"One of the Internet's strengths is that it can help diverse communities to come together to insure that everybody's views and actions can really be made to count."As you'd expect the Prince of Wales' online rainforest campaign attracted huge media attention. Like undoubtedly thousands of others this prompted me to visit the website rainforestsos.org. Unfortunately that's where the problems start.
Prince of Wales
Yes, you can sign something, add your email address to the pile, and pass on a message to friends (which does have the facility to load your address book) but apart from that it doesn't appear to be enabled to let you do much else. You can sign up to be "able to record your own frog message with The Prince's Rainforests Project frog" ("and we will be in touch as soon as this section of the site is live!") and the sidebar says you can "grab our widget and place on your social network page or blog so you can count how many people have signed up because of you."

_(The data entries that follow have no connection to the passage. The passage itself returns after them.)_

//! The asynchronous batch database writer.
//!
//! A bounded staging buffer in front of a single flusher task. `enqueue`
//! never blocks: a full buffer returns `false` and the caller leaves the
//! queue message unacked, so the external queue redelivers it once the
//! writer catches up. Flushes trigger on size or age, whichever comes
//! first.

use std::sync::{Arc, Mutex};
use std::time::{Duration, Instant};
use tokio::sync::mpsc;
use tokio::task::JoinHandle;
use tokio_util::sync::CancellationToken;
use tracing::{debug, error, info, warn};

use weft_config::BatchWriterSection;
use weft_core::QueueMessage;
use weft_telemetry::FabricMetrics;

use crate::deadletter::DeadLetterSink;
use crate::store::{MessageStore, activity_from};

/// How often the flusher polls its buffer.
const POLL_INTERVAL: Duration = Duration::from_millis(100);

/// Bound on the shutdown drain.
const SHUTDOWN_WAIT: Duration = Duration::from_secs(5);

/// Staging buffer and flusher for batched persistence.
pub struct BatchWriter {
    tx: mpsc::Sender<QueueMessage>,
    capacity: usize,
    metrics: Arc<FabricMetrics>,
    shutdown: CancellationToken,
    flusher: Mutex<Option<Flusher>>,
    handle: Mutex<Option<JoinHandle<()>>>,
}

impl BatchWriter {
    /// Create a writer over `store`, diverting failed batches to `sink`.
    ///
    /// The config is validated at startup (`size <= buffer_capacity`);
    /// the writer trusts it here.
    #[must_use]
    pub fn new(
        store: Arc<dyn MessageStore>,
        sink: Arc<DeadLetterSink>,
        config: &BatchWriterSection,
        metrics: Arc<FabricMetrics>,
    ) -> Self {
        let (tx, rx) = mpsc::channel(config.buffer_capacity);
        let flusher = Flusher {
            rx,
            gauge_tx: tx.clone(),
            capacity: config.buffer_capacity,
            store,
            sink,
            batch_size: config.size,
            flush_interval: Duration::from_millis(config.flush_ms),
            metrics: Arc::clone(&metrics),
        };
        Self {
            tx,
            capacity: config.buffer_capacity,
            metrics,
            shutdown: CancellationToken::new(),
            flusher: Mutex::new(Some(flusher)),
            handle: Mutex::new(None),
        }
    }

    /// Start the flusher task.
    pub fn start(&self) {
        let Some(flusher) = self.flusher.lock().unwrap_or_else(|e| e.into_inner()).take()
        else {
            warn!("batch writer already started");
            return;
        };
        let shutdown = self.shutdown.clone();
        let handle = tokio::spawn(async move {
            info!("batch writer started");
            flusher.run(shutdown).await;
            info!("batch writer stopped");
        });
        *self.handle.lock().unwrap_or_else(|e| e.into_inner()) = Some(handle);
    }

    /// Offer a message to the staging buffer.
    ///
    /// Returns `false` when the buffer is full or the writer is shutting
    /// down; the caller must not ack the corresponding queue message.
    pub fn enqueue(&self, message: QueueMessage) -> bool {
        if self.shutdown.is_cancelled() {
            self.metrics.batch_writer.dropped.hit();
            return false;
        }
        match self.tx.try_send(message) {
            Ok(()) => {
                self.metrics.batch_writer.enqueued.hit();
                self.update_gauge();
                true
            },
            Err(mpsc::error::TrySendError::Full(_) | mpsc::error::TrySendError::Closed(_)) => {
                self.metrics.batch_writer.dropped.hit();
                false
            },
        }
    }

    /// Stop accepting, drain the buffer, flush the final partial batch.
    pub async fn shutdown(&self) {
        self.shutdown.cancel();
        let handle = self.handle.lock().unwrap_or_else(|e| e.into_inner()).take();
        if let Some(handle) = handle {
            match tokio::time::timeout(SHUTDOWN_WAIT, handle).await {
                Ok(Ok(())) => {},
                Ok(Err(_)) => warn!("batch writer task panicked during shutdown"),
                Err(_) => warn!("batch writer drain exceeded shutdown wait"),
            }
        }
    }

    fn update_gauge(&self) {
        let occupied = self.capacity.saturating_sub(self.tx.capacity());
        self.metrics.batch_writer.buffer_size.set(occupied as u64);
    }
}

impl std::fmt::Debug for BatchWriter {
    fn fmt(&self, f: &mut std::fmt::Formatter<'_>) -> std::fmt::Result {
        f.debug_struct("BatchWriter")
            .field("capacity", &self.capacity)
            .finish()
    }
}

struct Flusher {
    rx: mpsc::Receiver<QueueMessage>,
    gauge_tx: mpsc::Sender<QueueMessage>,
    capacity: usize,
    store: Arc<dyn MessageStore>,
    sink: Arc<DeadLetterSink>,
    batch_size: usize,
    flush_interval: Duration,
    metrics: Arc<FabricMetrics>,
}

impl Flusher {
    async fn run(mut self, shutdown: CancellationToken) {
        let mut pending: Vec<QueueMessage> = Vec::with_capacity(self.batch_size);
        let mut last_flush = Instant::now();

        loop {
            tokio::select! {
                () = shutdown.cancelled() => break,
                polled = tokio::time::timeout(POLL_INTERVAL, self.rx.recv()) => {
                    match polled {
                        Ok(Some(message)) => {
                            pending.push(message);
                            self.update_gauge();
                        },
                        Ok(None) => break,
                        Err(_) => {}, // poll timeout, fall through to the age check
                    }
                },
            }

            let due_by_size = pending.len() >= self.batch_size;
            let due_by_age =
                !pending.is_empty() && last_flush.elapsed() >= self.flush_interval;
            if due_by_size || due_by_age {
                self.flush(&mut pending).await;
                last_flush = Instant::now();
            }
        }

        // Orderly shutdown: drain whatever producers managed to enqueue,
        // then flush the final partial batch.
        while let Ok(message) = self.rx.try_recv() {
            pending.push(message);
            if pending.len() >= self.batch_size {
                self.flush(&mut pending).await;
            }
        }
        self.flush(&mut pending).await;
        self.update_gauge();
    }

    async fn flush(&self, pending: &mut Vec<QueueMessage>) {
        if pending.is_empty() {
            return;
        }
        let batch = std::mem::take(pending);
        self.metrics.batch_writer.batches.hit();

        match self.store.insert_messages(&batch).await {
            Ok(inserted) => {
                let records = activity_from(&inserted);
                match self.store.upsert_activity(&records).await {
                    Ok(()) => {
                        self.metrics.batch_writer.written.add(inserted.len() as u64);
                        debug!(
                            batch = batch.len(),
                            inserted = inserted.len(),
                            "batch flushed"
                        );
                    },
                    Err(e) => {
                        error!(error = %e, batch = batch.len(), "activity upsert failed");
                        self.metrics.batch_writer.write_errors.hit();
                        self.sink.ship(&batch, &e.to_string()).await;
                    },
                }
            },
            Err(e) => {
                error!(error = %e, batch = batch.len(), "batch insert failed");
                self.metrics.batch_writer.write_errors.hit();
                self.sink.ship(&batch, &e.to_string()).await;
            },
        }
    }

    fn update_gauge(&self) {
        let occupied = self.capacity.saturating_sub(self.gauge_tx.capacity());
        self.metrics.batch_writer.buffer_size.set(occupied as u64);
    }
}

What the latter loads is a really over complicated widget with what appears to be either a slow host or a 'straining-to-cope' host (I suspect the former). As I've noted before, you really don't want a slow host for widgets as they will crash/slow down any web pages who chose to use them.
As it was, the click on 'grab this' did nothing, so I don't know if they were offering what should be the standard armory of virality: various sizes, various levels of complication (and code size) as well as various banners.
Other absent standard stuff are links to youtube, myspace (which was trailed in the PR) etc. There are design issues and navigation issues too.
Some press claimed that Charles' crew had hired Obama's crew to come up with this campaign. Surely not? This is way below par for them if that's truly the case.
And not just because of the website mistakes. The main thrust of the online US election campaigns (not just Obama's, Hillary's too) went beyond 'raising awareness' to connecting people so they could do stuff together, like get people onto electoral roles or to knock on doors.
I suppose it's difficult for the Prince to encourage people to lobby the powers that be but the impression left is 'support me in doing good work on your behalf' - and that's hardly "bottom up".